重启核心算法集群,意味着整个电商平台的推荐功能要停摆至少四十分钟,造成的直接经济损失将是天文数字,还会引发大量用户流失。

“那……那怎么办?”

郑诚把电脑推还给他,语气平静得像是在谈论天气。

“两个方案。第一,立刻写一个补丁,重新植入那个关联函数,绕过算法缓存,但这需要对算法内核有极深的理解,你们可能写不出来。第二,等今晚凌晨三点,流量最低谷的时候,重启集群。但你们要准备好安抚用户,并且向上级解释这次P0事故的原因。”

“当然,还有一个最简单的办法。”郑诚站起身,拿起水杯去接水。

“求我。求我帮你们写那个补丁。不过,现在是下午三点,离下班还有三个小时。这段时间,我有自己的工作要做。
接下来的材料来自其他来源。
// Licensed to the Apache Software Foundation (ASF) under one
// or more contributor license agreements.  See the NOTICE file
// distributed with this work for additional information
// regarding copyright ownership.  The ASF licenses this file
// to you under the Apache License, Version 2.0 (the
// "License"); you may not use this file except in compliance
// with the License.  You may obtain a copy of the License at
//
//   http://www.apache.org/licenses/LICENSE-2.0
//
// Unless required by applicable law or agreed to in writing,
// software distributed under the License is distributed on an
// "AS IS" BASIS, WITHOUT WARRANTIES OR CONDITIONS OF ANY
// KIND, either express or implied.  See the License for the
// specific language governing permissions and limitations
// under the License.

//! One-shot executor for ephemeral compute units
//!
//! Runs exactly one job, identified by `JOB_ID` and `DISPATCH_TOKEN`
//! from the environment. Exits 0 on any clean terminal transition
//! (FAILED included) and on stale-token no-ops; exits nonzero only for
//! infrastructure faults the unit's controller should retry.

use std::process::exit;
use std::sync::Arc;

use log::{error, info};
use tracing_subscriber::EnvFilter;
use uuid::Uuid;

use modelops_core::config::StoreUrl;
use modelops_core::event::bus::MemoryEventBus;
use modelops_core::state::StateStores;

use modelops_executor::config::WorkerConfig;
use modelops_executor::executor::{ExecutionOutcome, Executor};

fn env_uuid(name: &str) -> Uuid {
    match std::env::var(name).ok().and_then(|raw| raw.parse().ok()) {
        Some(value) => value,
        None => {
            error!("{name} must be set to a UUID");
            exit(2);
        }
    }
}

#[tokio::main]
async fn main() {
    tracing_subscriber::fmt()
        .with_env_filter(EnvFilter::from_default_env())
        .init();

    let job_id = env_uuid("JOB_ID");
    let token = env_uuid("DISPATCH_TOKEN");
    let config = WorkerConfig::from_env();

    let outcome = run(job_id, token, config).await;
    match outcome {
        Ok(outcome) => {
            info!("Executor finished for job {job_id}: {outcome:?}");
            exit(0);
        }
        Err(e) => {
            error!("Executor infrastructure error for job {job_id}: {e}");
            exit(1);
        }
    }
}

async fn run(
    job_id: Uuid,
    token: Uuid,
    config: WorkerConfig,
) -> modelops_core::error::Result<ExecutionOutcome> {
    let backend = StoreUrl::from_env()?.open()?;
    StateStores::init(backend.as_ref()).await?;
    let stores = StateStores::new(backend);

    // a unit is a leaf: its usage event has no in-process consumers
    let bus = Arc::new(MemoryEventBus::new());
    let executor = Executor::new(stores, bus, config)?;
    executor.run(job_id, token).await
}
”

他端着水杯,慢悠悠地从他们身边走过,留下身后一群人,面如死灰。

那一天下午,郑诚的工位成了一个无形的风暴中心。

孙雯带着她的运维团队,在郑诚周围不远处徘徊,像一群热锅上的蚂蚁。

他们时而低声争论,时而对着电脑屏幕抓耳挠腮,却始终不敢再上前来打扰郑诚。

他们知道,郑诚已经把解决方案说得清清楚楚,皮球,终究还是踢回给了他们自己。

写补丁?他们没那个能力。

重启集群?他们担不起那个责任。

唯一的选择,就是等。

等郑诚下班,然后用一种“请求”的姿态,来换取他的“额外劳动”。

下午四点,王浩和赵磊也加入了这个焦灼的行列。

他们的“玄鹤”和“赤雀”项目,因为底层算法的潜在问题,也陷入了停滞。

他们不敢再贸然动代码,生怕触发新的、未知的漏洞,只能眼睁睁地看着项目进度一天比一天滞后。

这三个过去在公司里呼风唤雨的项目负责人,此刻像三个做错事的学生,在郑诚这个“准时下班”的老师面前,束手无策。

消息,不可避免地传到了李铭的耳朵里。

四点半,他那双锃亮的皮鞋,停在了郑诚的工位旁。

“郑诚。”他的声音低沉,压抑着某种情绪。

郑诚像是没听见,依旧专注于手中的算法运行报告。

屏幕上,是关于“星途科技算法体系健康度评估”的草稿。

这是他最近一直在做的事情,把这九年来他脑子里装着的,关于这个庞大算法体系的所有隐患、瓶颈和优化方向,一点点地梳理成文。

他不为公司,只为他自己九年的心血,留一个完整的交代。

“郑诚!”李铭的声音提高了几分,带着不容置疑的命令口吻。

郑诚这才缓缓抬起头,摘下防蓝光眼镜,看着他:“李总,有事?”

“交易算法的问题,你打算什么时候解决?”他居高临下地质问。

“报告李总,问题我已经定位了,解决方案也给了孙总监。”郑诚回答得滴水不漏,“按照流程,具体的执行应该由运维团队负责。”

“他们解决不了!”李铭的耐心似乎到了极限,“那个补丁,只有你能写!你为什么不写?”

郑诚笑了:“李总,您是不是忘了?写紧急补丁,处理线上突发事故,这属于‘应急响应’,是在我的《岗位职责说明书》之外的工作。按照您推行的‘职业化’精神,我没有义务去做职责范围外的事情。”

“你……”李铭被郑诚噎得说不出话,眼睛里燃起怒火,“郑诚,你这是在消极怠工!你是在拿公司的利益开玩笑!”

“不,我只是在拿我应得的薪水,做我该做的工作。”郑诚站起身,与他对视,气势上丝毫不落下风,“公司付我八小时的薪水,我就干八小时的活。公司扣掉了我九万的绩效,那我也收回我价值九万的‘额外奉献’。这很公平,不是吗?”

“你这是在威胁公司!”

“我只是在遵守规则。您定的规则。”郑诚一字一顿地说。